▸ **What is being asked**
Filter the entries below, keeping only lines with the word "document".

Start of Recorded data

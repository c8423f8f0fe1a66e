//! Workflow volume parsing
//!
//! Decodes the `volumes` section of a workflow definition into
//! canonical [`Volume`] values. Two shorthand shapes converge here: a
//! collection entry keyed by the volume name (`cache: { driver: nfs }`)
//! and an explicit object carrying a `name` field. An explicit name
//! wins over the entry key, and the driver falls back to
//! [`DEFAULT_VOLUME_DRIVER`] when unspecified.

use crate::error::{DecodeError, Result};
use crate::yaml_parser::YamlParser;
use gantry_core::workflow::{Volume, Volumes, DEFAULT_VOLUME_DRIVER};
use serde_yaml::Value as YamlValue;
use std::collections::HashMap;

/// Fields a volume body may carry
const VOLUME_FIELDS: &[&str] = &["name", "driver", "driver_opts"];

/// Volume parser
pub struct VolumeParser;

/// Decoded volume body, name and driver not yet resolved
///
/// Empty strings count as unset, matching the fallback rules the rest
/// of the document format uses.
struct VolumeBody {
    name: Option<String>,
    driver: Option<String>,
    driver_opts: HashMap<String, String>,
}

impl VolumeParser {
    /// Parse a single volume definition from YAML text
    pub fn parse(yaml_str: &str) -> Result<Volume> {
        let yaml = YamlParser::parse(yaml_str)?;
        Self::parse_from_yaml(&yaml)
    }

    /// Parse a single volume definition from a YAML node
    ///
    /// The node must be a mapping with an explicit `name` field;
    /// `driver` and `driver_opts` are optional.
    pub fn parse_from_yaml(yaml: &YamlValue) -> Result<Volume> {
        let mut body = Self::parse_body(yaml)?;
        let name = body.name.take().ok_or_else(|| DecodeError::MissingField {
            field: "name".to_string(),
        })?;
        Ok(Self::resolve(name, body))
    }

    /// Parse a `volumes` section from YAML text
    pub fn parse_collection(yaml_str: &str) -> Result<Volumes> {
        let yaml = YamlParser::parse(yaml_str)?;
        Self::parse_collection_from_yaml(&yaml)
    }

    /// Parse a `volumes` section from a YAML node
    ///
    /// The node must be a mapping from volume key to volume body;
    /// sequences are rejected, the section is keyed, not positional.
    /// Entries keep their document order. A body's explicit `name` wins
    /// over the entry key. Duplicate names are kept as written.
    pub fn parse_collection_from_yaml(yaml: &YamlValue) -> Result<Volumes> {
        let mapping = yaml.as_mapping().ok_or_else(|| DecodeError::TypeMismatch {
            field: "volumes".to_string(),
            expected: "mapping".to_string(),
            actual: YamlParser::node_kind(yaml).to_string(),
        })?;

        let mut volumes = Volumes::new();
        for (key, value) in mapping {
            let key = key.as_str().ok_or_else(|| DecodeError::InvalidValue {
                field: "volumes".to_string(),
                message: format!(
                    "volume keys must be strings, got {}",
                    YamlParser::node_kind(key)
                ),
            })?;

            let mut body = Self::parse_body(value)?;
            let name = body.name.take().unwrap_or_else(|| key.to_string());
            volumes.push(Self::resolve(name, body));
        }
        Ok(volumes)
    }

    /// Decode a volume body without resolving its name
    ///
    /// A null node is the empty body (`cache:` declares a volume with
    /// all defaults).
    fn parse_body(yaml: &YamlValue) -> Result<VolumeBody> {
        if yaml.is_null() {
            return Ok(VolumeBody {
                name: None,
                driver: None,
                driver_opts: HashMap::new(),
            });
        }

        let mapping = yaml.as_mapping().ok_or_else(|| DecodeError::TypeMismatch {
            field: "volume".to_string(),
            expected: "mapping".to_string(),
            actual: YamlParser::node_kind(yaml).to_string(),
        })?;
        YamlParser::warn_unknown_fields(mapping, VOLUME_FIELDS, "volume");

        let name = YamlParser::optional_string(yaml, "name")?.filter(|s| !s.is_empty());
        let driver = YamlParser::optional_string(yaml, "driver")?.filter(|s| !s.is_empty());
        let driver_opts = YamlParser::optional_string_map(yaml, "driver_opts")?;

        Ok(VolumeBody {
            name,
            driver,
            driver_opts,
        })
    }

    /// Build the canonical volume, applying the driver default
    fn resolve(name: String, body: VolumeBody) -> Volume {
        Volume {
            name,
            driver: body
                .driver
                .unwrap_or_else(|| DEFAULT_VOLUME_DRIVER.to_string()),
            driver_opts: body.driver_opts,
        }
    }
}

End of Recorded data

▸ **Result**
/// of the document format uses.
    /// Entries keep their document order. A body's explicit `name` wins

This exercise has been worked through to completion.